Helping those artists find the resources they need to survive and thrive are organizations like the COSE Arts Network
, says Carol Drummond, its Advisory Committee chair.
“One challenge local artists face is creating community, a place where they meet other creative people who are making a living and learn about the community at large,” Drummond explains. “COSE Arts Network does that by providing educational workshops, networking events, interactive roundtables and access to business services that artists might not think of because they’re thinking about creating artwork.”
Strong collaborations among art organizations also contribute to Cleveland’s mounting contemporary art scene. CIA and MOCA have organized an annual competition by which CIA’s industrial design students submit furniture designs, with the winning pieces being showcased in MOCA’s Gund Commons.

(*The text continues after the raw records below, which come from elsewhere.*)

//! Feedback stage - append the user's thumbs up/down to the feedback log.

use async_trait::async_trait;
use tracing::debug;

use crate::error::StageError;
use crate::feedback::FeedbackLogger;
use crate::pipeline::{FeedbackOutput, PipelineState, Stage, StageMetadata, StageName};

/// Terminal stage. Never fails: a missing or unknown feedback type, or a
/// store error, leaves `feedback_logged` false.
pub struct FeedbackStage {
    logger: FeedbackLogger,
}

impl FeedbackStage {
    pub const NAME: StageName = StageName::Feedback;

    pub fn new(logger: FeedbackLogger) -> Self {
        Self { logger }
    }
}

#[async_trait]
impl Stage for FeedbackStage {
    fn metadata(&self) -> StageMetadata {
        StageMetadata {
            name: Self::NAME,
            description: "Log user feedback for the recipe",
            reads: &[
                "feedback_type",
                "recipe_title",
                "filtered_ingredients",
                "valid_preferences",
                "estimated_cook_time",
            ],
            writes: &["feedback_logged", "feedback_record"],
            prompt_name: None,
        }
    }

    async fn run(&self, state: &mut PipelineState) -> Result<(), StageError> {
        let record = match state.request.feedback_type.as_deref() {
            Some(feedback_type) => self.logger.log(
                feedback_type,
                state.recipe_title(),
                state.filtered_ingredients(),
                state.valid_preferences(),
                state.estimated_cook_time(),
            ),
            None => {
                debug!("No feedback given");
                None
            }
        };

        state.feedback = Some(FeedbackOutput {
            feedback_logged: record.is_some(),
            feedback_record: record,
        });
        Ok(())
    }
}

#[cfg(test)]
mod tests {
    use super::*;
    use std::sync::Arc;

    use tempfile::TempDir;

    use crate::feedback::{CsvFeedbackStore, FeedbackCategory, FeedbackStore};
    use crate::pipeline::RecipeRequest;

    fn stage_in(dir: &TempDir) -> (FeedbackStage, Arc<CsvFeedbackStore>) {
        let store = Arc::new(CsvFeedbackStore::new(dir.path().join("feedback.csv")));
        (FeedbackStage::new(FeedbackLogger::new(store.clone())), store)
    }

    #[tokio::test]
    async fn test_logs_valid_feedback() {
        let dir = TempDir::new().unwrap();
        let (stage, store) = stage_in(&dir);
        let mut state = PipelineState::new(RecipeRequest::new("rice").with_feedback("thumbs_down"));

        stage.run(&mut state).await.unwrap();

        assert!(state.feedback_logged());
        let records = store.read_all().unwrap();
        assert_eq!(records.len(), 1);
        assert_eq!(records[0].feedback_type, FeedbackCategory::ThumbsDown);
        assert_eq!(records[0].recipe_name, "Unknown");
    }

    #[tokio::test]
    async fn test_invalid_feedback_is_not_logged() {
        let dir = TempDir::new().unwrap();
        let (stage, store) = stage_in(&dir);
        let mut state = PipelineState::new(RecipeRequest::new("rice").with_feedback("five_stars"));

        stage.run(&mut state).await.unwrap();

        assert!(!state.feedback_logged());
        assert!(state.feedback.is_some());
        assert!(store.read_all().unwrap().is_empty());
    }

    #[tokio::test]
    async fn test_no_feedback_is_not_logged() {
        let dir = TempDir::new().unwrap();
        let (stage, store) = stage_in(&dir);
        let mut state = PipelineState::new(RecipeRequest::new("rice"));

        stage.run(&mut state).await.unwrap();

        assert!(!state.feedback_logged());
        assert!(store.read_all().unwrap().is_empty());
    }
}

In Ohio City, Fred and Laura Ruth Bidwell of the Bidwell Foundation are restoring and expanding the historic Transformer Station
on W. 29th Street into a contemporary art exhibition space slated to open in 2013. Through an agreement with the Cleveland Museum of Art, it will feature the museum’s contemporary art programming six months out of each year and the Bidwell's own impressive collection the remaining months.
“This is exciting for us because as a museum, it allows us to experiment a bit,” says C. Griffith Mann, CMA's chief curator. “It also gives the museum an opportunity to showcase the work it does on the west side of the city. As an organization, we aspire to be ambidextrous and to be able to work on both sides of the river to draw audiences and engage people no matter where they are in Northeast Ohio.”